One of the biggest and most valid complaints about the Bush administration was that their obsession with preventing another 9/11 scale terrorist attack caused them to take measures that gave the Executive unprecedented powers - who else remembers the PATRIOT Act? The warrantless wiretapping? Indefinite detention in "black sites" in countries that, while being our allies, do not give a flying fuck about human rights? These things aren't going away. Quite the opposite - President Obama has doubled down on many of these policies, even asking Congress for action codifying the Executive's right to detain individuals who have been charged with no crime (in military or civilian courts) for as long as they want, as long as they're suspected of involvement with terrorism with absolutely no oversight, Congressional or judicial. In some respects, he's gone farther than President Bush had, best exemplified by the exposure of a list of targets approved for assassination that contained U.S. citizens, most notably the American-born radical Yemeni cleric Anwar Al-Awlaki. Al-Awlaki very well may be an active and enduring threat to American lives, but when our only source of information about him is what one branch of government tells us, how can we be absolutely sure? Last time I checked, a person's American citizenship can't be revoked, no matter how odious and treacherous they are. Why is the Executive branch allowed to order the military to deliberately hunt down and execute American citizens abroad? Why do the other branches simply take their word for it that they're terrorists? We know for a fact that more than a few Gitmo detainees did nothing wrong, and the people kept there were supposed to be the worst of the worst.

Where is the outrage, on the left or the right? Every day, Glenn Beck tells his audience exactly why they should live in fear of the growing power and intervention of government on domestic policy, but where is his chalkboard diagram detailing how the government can abduct you, send you to a foreign country to be detained and possibly tortured without any access to a hearing or a lawyer, or even summarily executed if they simply say "we think you are a terrorist"? Now, I don't live in fear of the Obama administration, or any administration, Republican or Democrat, hunting me down. I do believe these infringements are for the most part contained to the realm of the "war on terror"*, and most likely will remain there, but this doesn't change the fact that it allows the possibility of wider abuse. A door has been left open, and it needs to be closed even if we have no plans to walk through it. Civil liberties aren't something we can simply take for granted, they must be endlessly protected.

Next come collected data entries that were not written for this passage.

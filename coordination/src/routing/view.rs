//! Read-only projections returned by the coordinator

use chrono::{DateTime, Utc};
use serde::{Deserialize, Serialize};

use crate::state::{HumanLabelEntry, Label, ReviewTask, TaskId, TaskStatus};

/// Result of a classify request
#[derive(Debug, Clone, PartialEq, Serialize, Deserialize)]
pub struct ClassifyOutcome {
    pub status: TaskStatus,
    /// Set on the fast path only
    pub label: Option<Label>,
    /// Set on the fast path only
    pub confidence: Option<f32>,
    /// Set when the request was escalated
    pub task_id: Option<TaskId>,
}

impl ClassifyOutcome {
    /// Model answer accepted without human review
    pub fn auto_resolved(label: Label, confidence: f32) -> Self {
        Self {
            status: TaskStatus::Completed,
            label: Some(label),
            confidence: Some(confidence),
            task_id: None,
        }
    }

    /// Request escalated to reviewers
    pub fn escalated(task_id: TaskId) -> Self {
        Self {
            status: TaskStatus::WaitingForHumans,
            label: None,
            confidence: None,
            task_id: Some(task_id),
        }
    }

    pub fn is_escalated(&self) -> bool {
        self.task_id.is_some()
    }
}

/// Snapshot of a review task including every vote recorded so far
#[derive(Debug, Clone, PartialEq, Serialize, Deserialize)]
pub struct TaskView {
    pub task_id: TaskId,
    pub text: String,
    pub status: TaskStatus,
    pub model_label: Label,
    pub model_confidence: f32,
    pub human_labels: Vec<HumanLabelEntry>,
    pub final_label: Option<Label>,
    pub created_at: DateTime<Utc>,
    pub completed_at: Option<DateTime<Utc>>,
}

impl From<ReviewTask> for TaskView {
    fn from(task: ReviewTask) -> Self {
        Self {
            task_id: task.task_id,
            text: task.text,
            status: task.status,
            model_label: task.model_label,
            model_confidence: task.model_confidence,
            human_labels: task.human_labels,
            final_label: task.final_label,
            created_at: task.created_at,
            completed_at: task.completed_at,
        }
    }
}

The President may have promised to close down Gitmo, something that I do believe would be done if it weren't for Congress stonewalling, and banned the use of brutal torture techniques, but what kind of country are we if we take "we don't drown people anymore" as good enough? Besides, Guantanamo Bay and torture (I die a little inside everytime someone uses the pseudo-Orwellian phrase "enhanced interrogation") are merely symptoms of the larger problem - a willingness to let fear of terrorism undermine our commitment to the core values that make our country great. Benjamin Franklin said it best, that "They who can give up essential liberty to obtain a little temporary safety, deserve neither liberty nor safety." The United States deserves both. This is an issue that should and must transcend partisanship, and no action on it will ever be taken as long as both parties are forced to care about it by their constituents. And from now on, I plan on being as loud and obnoxious about it as possible.

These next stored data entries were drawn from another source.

//! Confidence-gated routing and human review orchestration
//!
//! # Architecture
//!
//! ```text
//! ┌───────────────────────────────────────────────────────────┐
//! │                   ReviewCoordinator                        │
//! │  • classify: confidence gate (strict `>` threshold)       │
//! │  • submit_label: vote → aggregate → finalize (atomic)     │
//! │  • get_task / list_tasks / list_pending                   │
//! └─────────────────────────┬─────────────────────────────────┘
//!                           │
//!           ┌───────────────┼───────────────┬───────────────┐
//!           ▼               ▼               ▼               ▼
//!     ┌───────────┐   ┌───────────┐   ┌───────────┐   ┌───────────┐
//!     │Classifier │   │ TaskStore │   │Aggregation│   │ EventBus  │
//!     └───────────┘   └───────────┘   └───────────┘   └───────────┘
//! ```
//!
//! # Workflow
//!
//! 1. `classify(text)` asks the classifier for a prediction
//! 2. Confidence above the threshold returns the model answer directly
//! 3. Otherwise a task is created and its id returned
//! 4. Reviewers call `submit_label`; after every vote the aggregator runs
//!    over all votes and the first resolved label finalizes the task
//!
//! # Usage
//!
//! ```ignore
//! use std::sync::Arc;
//! use hitl_coordination::{
//!     EventBus, KeywordSentimentModel, Label, ReviewCoordinator, RoutingConfig, TaskStore,
//! };
//!
//! let coordinator = ReviewCoordinator::new(
//!     TaskStore::new().shared(),
//!     Arc::new(KeywordSentimentModel::new()),
//!     EventBus::new().shared(),
//!     RoutingConfig::default(),
//! )?;
//!
//! let outcome = coordinator.classify("okay").await?;
//! if let Some(task_id) = outcome.task_id {
//!     coordinator.submit_label(&task_id, Label::Positive, Some("alice".into()))?;
//! }
//! ```

pub mod coordinator;
pub mod view;

// Re-export core types
pub use coordinator::{
    CoordinatorError, CoordinatorResult, ReviewCoordinator, SharedReviewCoordinator,
};
pub use view::{ClassifyOutcome, TaskView};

*quick footnote: if this is a war, who are we at war with? Where is their territory? Where is their army? The current policy has it both ways - we're at war in the sense that the President has unparalleled powers and civil liberties must be curtailed in favor of security, but we're not at war in the sense that we're not sacrificing for the military conflict as a nation and we don't have to treat prisoners of war humanely under the Geneva Convention. They get around that by claiming that terrorists are "illegal enemy combatants" because they don't wear uniforms or abide by the Geneva Convention themselves, but none of them do. Where are the legal combatants? Wars need to be able to be won by one side or the other. Wars need to end.